**How to complete this task**
From the records below, transcribe only the lines running from the one with "async fn test_builder_rejects_zero_port()" through the one with "pub enum MonitorError". Keep both of those end lines.

Excerpts from a dataset:
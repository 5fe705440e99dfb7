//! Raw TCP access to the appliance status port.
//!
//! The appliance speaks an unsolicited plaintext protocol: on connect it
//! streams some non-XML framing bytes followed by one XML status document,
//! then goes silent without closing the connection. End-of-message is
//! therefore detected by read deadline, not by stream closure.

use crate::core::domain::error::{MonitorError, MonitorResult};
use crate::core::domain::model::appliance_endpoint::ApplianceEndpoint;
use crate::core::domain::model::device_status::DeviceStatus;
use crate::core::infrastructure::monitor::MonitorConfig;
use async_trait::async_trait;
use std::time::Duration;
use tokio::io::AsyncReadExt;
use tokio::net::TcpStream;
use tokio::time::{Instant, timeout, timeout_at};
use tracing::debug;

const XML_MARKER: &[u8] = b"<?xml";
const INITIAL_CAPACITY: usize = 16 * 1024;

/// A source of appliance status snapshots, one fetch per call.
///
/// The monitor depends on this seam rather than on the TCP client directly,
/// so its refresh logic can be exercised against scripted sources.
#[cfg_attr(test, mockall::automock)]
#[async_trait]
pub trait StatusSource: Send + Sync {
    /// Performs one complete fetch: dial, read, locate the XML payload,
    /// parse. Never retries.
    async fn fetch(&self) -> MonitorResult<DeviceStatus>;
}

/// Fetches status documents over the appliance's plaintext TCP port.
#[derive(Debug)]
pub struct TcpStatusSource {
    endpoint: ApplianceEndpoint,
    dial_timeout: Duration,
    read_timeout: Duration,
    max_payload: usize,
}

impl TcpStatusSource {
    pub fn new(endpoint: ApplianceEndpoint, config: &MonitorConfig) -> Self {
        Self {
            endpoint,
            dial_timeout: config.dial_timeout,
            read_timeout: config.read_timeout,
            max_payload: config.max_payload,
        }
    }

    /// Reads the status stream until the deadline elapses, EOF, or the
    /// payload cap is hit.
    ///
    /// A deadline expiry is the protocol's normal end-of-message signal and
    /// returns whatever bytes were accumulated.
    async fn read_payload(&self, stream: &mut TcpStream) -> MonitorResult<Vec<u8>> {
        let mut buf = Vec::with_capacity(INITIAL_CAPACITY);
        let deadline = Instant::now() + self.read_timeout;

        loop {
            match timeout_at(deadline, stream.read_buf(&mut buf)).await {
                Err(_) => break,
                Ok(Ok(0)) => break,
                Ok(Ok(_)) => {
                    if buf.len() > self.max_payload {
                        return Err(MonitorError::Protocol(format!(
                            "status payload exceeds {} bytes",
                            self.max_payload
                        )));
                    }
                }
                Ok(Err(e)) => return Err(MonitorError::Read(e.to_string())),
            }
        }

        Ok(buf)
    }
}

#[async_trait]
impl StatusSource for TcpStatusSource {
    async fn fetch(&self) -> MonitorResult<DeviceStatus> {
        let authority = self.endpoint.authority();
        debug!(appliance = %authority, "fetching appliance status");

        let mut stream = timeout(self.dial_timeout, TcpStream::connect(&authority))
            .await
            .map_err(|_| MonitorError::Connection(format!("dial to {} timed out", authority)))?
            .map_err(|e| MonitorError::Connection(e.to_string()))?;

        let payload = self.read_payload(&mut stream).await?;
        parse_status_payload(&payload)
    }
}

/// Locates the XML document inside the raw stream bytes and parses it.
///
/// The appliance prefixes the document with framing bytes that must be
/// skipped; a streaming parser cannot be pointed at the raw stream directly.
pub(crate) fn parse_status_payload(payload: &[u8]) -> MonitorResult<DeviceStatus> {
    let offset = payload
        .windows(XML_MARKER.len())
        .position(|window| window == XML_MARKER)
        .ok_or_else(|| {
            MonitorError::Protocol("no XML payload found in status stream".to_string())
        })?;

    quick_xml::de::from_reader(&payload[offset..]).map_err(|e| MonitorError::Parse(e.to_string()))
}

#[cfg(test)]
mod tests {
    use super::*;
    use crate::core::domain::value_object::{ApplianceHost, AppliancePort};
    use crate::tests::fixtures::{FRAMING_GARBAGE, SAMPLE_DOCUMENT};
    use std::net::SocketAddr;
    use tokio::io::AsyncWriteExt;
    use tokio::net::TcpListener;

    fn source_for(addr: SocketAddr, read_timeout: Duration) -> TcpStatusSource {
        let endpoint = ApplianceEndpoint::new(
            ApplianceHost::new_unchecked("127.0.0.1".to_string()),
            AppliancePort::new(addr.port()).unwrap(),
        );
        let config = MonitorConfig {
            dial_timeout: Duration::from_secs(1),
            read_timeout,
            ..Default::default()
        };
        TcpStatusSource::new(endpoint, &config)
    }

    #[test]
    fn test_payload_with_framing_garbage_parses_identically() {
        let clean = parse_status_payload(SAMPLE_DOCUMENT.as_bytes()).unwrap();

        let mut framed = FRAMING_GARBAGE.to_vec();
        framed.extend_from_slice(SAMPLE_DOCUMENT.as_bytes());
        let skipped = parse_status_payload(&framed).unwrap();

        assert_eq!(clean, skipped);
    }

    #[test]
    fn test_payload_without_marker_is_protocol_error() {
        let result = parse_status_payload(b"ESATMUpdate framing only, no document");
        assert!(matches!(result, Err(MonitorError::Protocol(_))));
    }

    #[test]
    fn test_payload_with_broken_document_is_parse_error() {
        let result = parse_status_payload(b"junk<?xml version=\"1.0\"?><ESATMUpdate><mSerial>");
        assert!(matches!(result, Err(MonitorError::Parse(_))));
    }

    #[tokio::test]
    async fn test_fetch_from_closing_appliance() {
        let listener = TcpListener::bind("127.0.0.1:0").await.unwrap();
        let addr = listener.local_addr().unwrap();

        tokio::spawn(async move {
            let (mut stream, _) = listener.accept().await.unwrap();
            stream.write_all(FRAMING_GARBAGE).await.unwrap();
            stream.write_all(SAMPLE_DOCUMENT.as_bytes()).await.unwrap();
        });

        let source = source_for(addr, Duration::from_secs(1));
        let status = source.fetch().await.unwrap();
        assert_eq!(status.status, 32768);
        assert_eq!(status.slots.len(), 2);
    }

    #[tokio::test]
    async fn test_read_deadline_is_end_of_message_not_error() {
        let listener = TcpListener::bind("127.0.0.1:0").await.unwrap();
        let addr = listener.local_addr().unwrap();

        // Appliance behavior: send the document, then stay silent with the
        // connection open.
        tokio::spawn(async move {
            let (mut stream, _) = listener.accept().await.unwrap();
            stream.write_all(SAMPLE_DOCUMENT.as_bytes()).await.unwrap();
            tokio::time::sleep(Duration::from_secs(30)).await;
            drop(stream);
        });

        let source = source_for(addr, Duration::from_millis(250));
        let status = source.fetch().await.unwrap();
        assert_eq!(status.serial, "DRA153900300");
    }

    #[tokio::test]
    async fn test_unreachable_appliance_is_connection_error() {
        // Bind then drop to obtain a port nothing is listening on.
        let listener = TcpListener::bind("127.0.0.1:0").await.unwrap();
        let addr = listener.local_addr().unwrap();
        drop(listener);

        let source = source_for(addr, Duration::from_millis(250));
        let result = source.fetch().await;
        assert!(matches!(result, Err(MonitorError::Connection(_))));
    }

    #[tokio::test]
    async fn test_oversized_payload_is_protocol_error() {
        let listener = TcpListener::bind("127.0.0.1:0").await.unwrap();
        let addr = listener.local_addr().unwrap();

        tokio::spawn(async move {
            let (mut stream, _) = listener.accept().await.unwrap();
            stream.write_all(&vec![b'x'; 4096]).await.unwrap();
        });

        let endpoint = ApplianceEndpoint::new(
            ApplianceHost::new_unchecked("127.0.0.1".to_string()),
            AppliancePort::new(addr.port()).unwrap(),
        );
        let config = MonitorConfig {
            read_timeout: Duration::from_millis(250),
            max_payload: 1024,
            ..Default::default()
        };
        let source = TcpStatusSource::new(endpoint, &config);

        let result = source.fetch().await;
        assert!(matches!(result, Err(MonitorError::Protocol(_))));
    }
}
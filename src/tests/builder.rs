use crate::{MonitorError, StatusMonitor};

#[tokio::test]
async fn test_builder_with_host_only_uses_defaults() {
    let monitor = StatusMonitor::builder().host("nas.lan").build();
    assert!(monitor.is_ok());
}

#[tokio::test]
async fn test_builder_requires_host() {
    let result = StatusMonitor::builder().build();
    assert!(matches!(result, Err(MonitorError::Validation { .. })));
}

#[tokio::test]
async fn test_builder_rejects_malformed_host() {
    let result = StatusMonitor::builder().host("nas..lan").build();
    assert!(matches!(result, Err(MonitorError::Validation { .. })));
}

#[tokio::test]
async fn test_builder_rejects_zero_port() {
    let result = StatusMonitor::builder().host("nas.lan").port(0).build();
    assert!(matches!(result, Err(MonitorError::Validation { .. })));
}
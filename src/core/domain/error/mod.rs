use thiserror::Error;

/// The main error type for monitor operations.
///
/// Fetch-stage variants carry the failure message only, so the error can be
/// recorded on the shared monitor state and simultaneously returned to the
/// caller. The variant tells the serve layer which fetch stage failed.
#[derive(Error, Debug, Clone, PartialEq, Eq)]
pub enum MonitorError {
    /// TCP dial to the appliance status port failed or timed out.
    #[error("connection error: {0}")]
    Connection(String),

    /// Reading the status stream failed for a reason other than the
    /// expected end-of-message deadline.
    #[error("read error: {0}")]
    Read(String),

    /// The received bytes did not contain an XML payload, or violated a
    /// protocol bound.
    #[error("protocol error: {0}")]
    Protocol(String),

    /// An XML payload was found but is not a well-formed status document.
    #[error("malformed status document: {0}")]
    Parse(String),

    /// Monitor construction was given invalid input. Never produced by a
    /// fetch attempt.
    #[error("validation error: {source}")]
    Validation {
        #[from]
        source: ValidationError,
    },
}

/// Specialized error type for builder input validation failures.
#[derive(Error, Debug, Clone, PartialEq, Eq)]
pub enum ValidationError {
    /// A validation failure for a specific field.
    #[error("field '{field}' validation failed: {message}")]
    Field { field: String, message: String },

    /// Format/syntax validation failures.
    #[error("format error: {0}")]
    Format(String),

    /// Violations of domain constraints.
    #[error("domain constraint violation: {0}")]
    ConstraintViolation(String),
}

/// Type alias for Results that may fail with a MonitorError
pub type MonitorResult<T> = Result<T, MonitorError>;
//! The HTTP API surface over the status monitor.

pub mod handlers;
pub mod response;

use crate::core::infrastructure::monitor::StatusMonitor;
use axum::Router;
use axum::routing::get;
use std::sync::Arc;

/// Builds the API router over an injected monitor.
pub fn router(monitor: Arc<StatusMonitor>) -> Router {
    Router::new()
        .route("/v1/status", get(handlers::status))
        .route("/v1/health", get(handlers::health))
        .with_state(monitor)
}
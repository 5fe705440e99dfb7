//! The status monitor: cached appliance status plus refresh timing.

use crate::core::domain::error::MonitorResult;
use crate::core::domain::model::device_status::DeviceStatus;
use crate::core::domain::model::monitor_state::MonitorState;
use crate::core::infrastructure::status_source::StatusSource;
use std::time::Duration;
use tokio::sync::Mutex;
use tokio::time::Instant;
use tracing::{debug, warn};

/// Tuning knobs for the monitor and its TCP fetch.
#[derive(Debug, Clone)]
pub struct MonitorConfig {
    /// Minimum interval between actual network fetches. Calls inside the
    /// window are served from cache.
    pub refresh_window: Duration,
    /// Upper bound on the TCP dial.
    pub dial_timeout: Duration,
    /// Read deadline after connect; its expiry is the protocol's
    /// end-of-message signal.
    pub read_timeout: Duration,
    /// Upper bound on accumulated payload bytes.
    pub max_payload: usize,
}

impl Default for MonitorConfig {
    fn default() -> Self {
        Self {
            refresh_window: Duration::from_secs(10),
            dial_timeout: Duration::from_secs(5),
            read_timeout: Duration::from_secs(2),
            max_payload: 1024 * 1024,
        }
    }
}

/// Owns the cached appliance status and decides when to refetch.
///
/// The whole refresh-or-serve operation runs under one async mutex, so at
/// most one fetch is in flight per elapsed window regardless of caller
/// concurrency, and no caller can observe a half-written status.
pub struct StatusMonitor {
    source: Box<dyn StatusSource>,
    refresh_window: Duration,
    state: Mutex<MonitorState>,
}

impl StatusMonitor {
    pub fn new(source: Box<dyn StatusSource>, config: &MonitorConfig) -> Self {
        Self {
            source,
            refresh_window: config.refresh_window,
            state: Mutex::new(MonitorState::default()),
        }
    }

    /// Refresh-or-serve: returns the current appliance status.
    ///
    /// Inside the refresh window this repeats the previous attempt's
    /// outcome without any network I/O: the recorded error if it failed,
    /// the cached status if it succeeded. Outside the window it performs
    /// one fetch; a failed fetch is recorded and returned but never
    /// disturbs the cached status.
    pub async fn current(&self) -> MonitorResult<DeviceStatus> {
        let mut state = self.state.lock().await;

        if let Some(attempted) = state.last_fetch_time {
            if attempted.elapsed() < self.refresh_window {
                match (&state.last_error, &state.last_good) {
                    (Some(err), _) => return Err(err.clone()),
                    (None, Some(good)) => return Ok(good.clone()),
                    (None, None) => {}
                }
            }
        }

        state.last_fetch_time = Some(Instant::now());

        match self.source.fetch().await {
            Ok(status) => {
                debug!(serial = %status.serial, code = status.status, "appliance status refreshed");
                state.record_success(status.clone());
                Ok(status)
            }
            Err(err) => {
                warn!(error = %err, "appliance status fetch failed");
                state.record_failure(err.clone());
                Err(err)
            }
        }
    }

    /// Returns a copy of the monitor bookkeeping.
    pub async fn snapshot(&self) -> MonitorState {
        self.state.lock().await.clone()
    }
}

**Finished exercise**
async fn test_builder_rejects_zero_port() {
    let result = StatusMonitor::builder().host("nas.lan").port(0).build();
    assert!(matches!(result, Err(MonitorError::Validation { .. })));
}
filename src/core/domain/error/mod.rs
use thiserror::Error;

/// The main error type for monitor operations.
///
/// Fetch-stage variants carry the failure message only, so the error can be
/// recorded on the shared monitor state and simultaneously returned to the
/// caller. The variant tells the serve layer which fetch stage failed.
#[derive(Error, Debug, Clone, PartialEq, Eq)]
pub enum MonitorError {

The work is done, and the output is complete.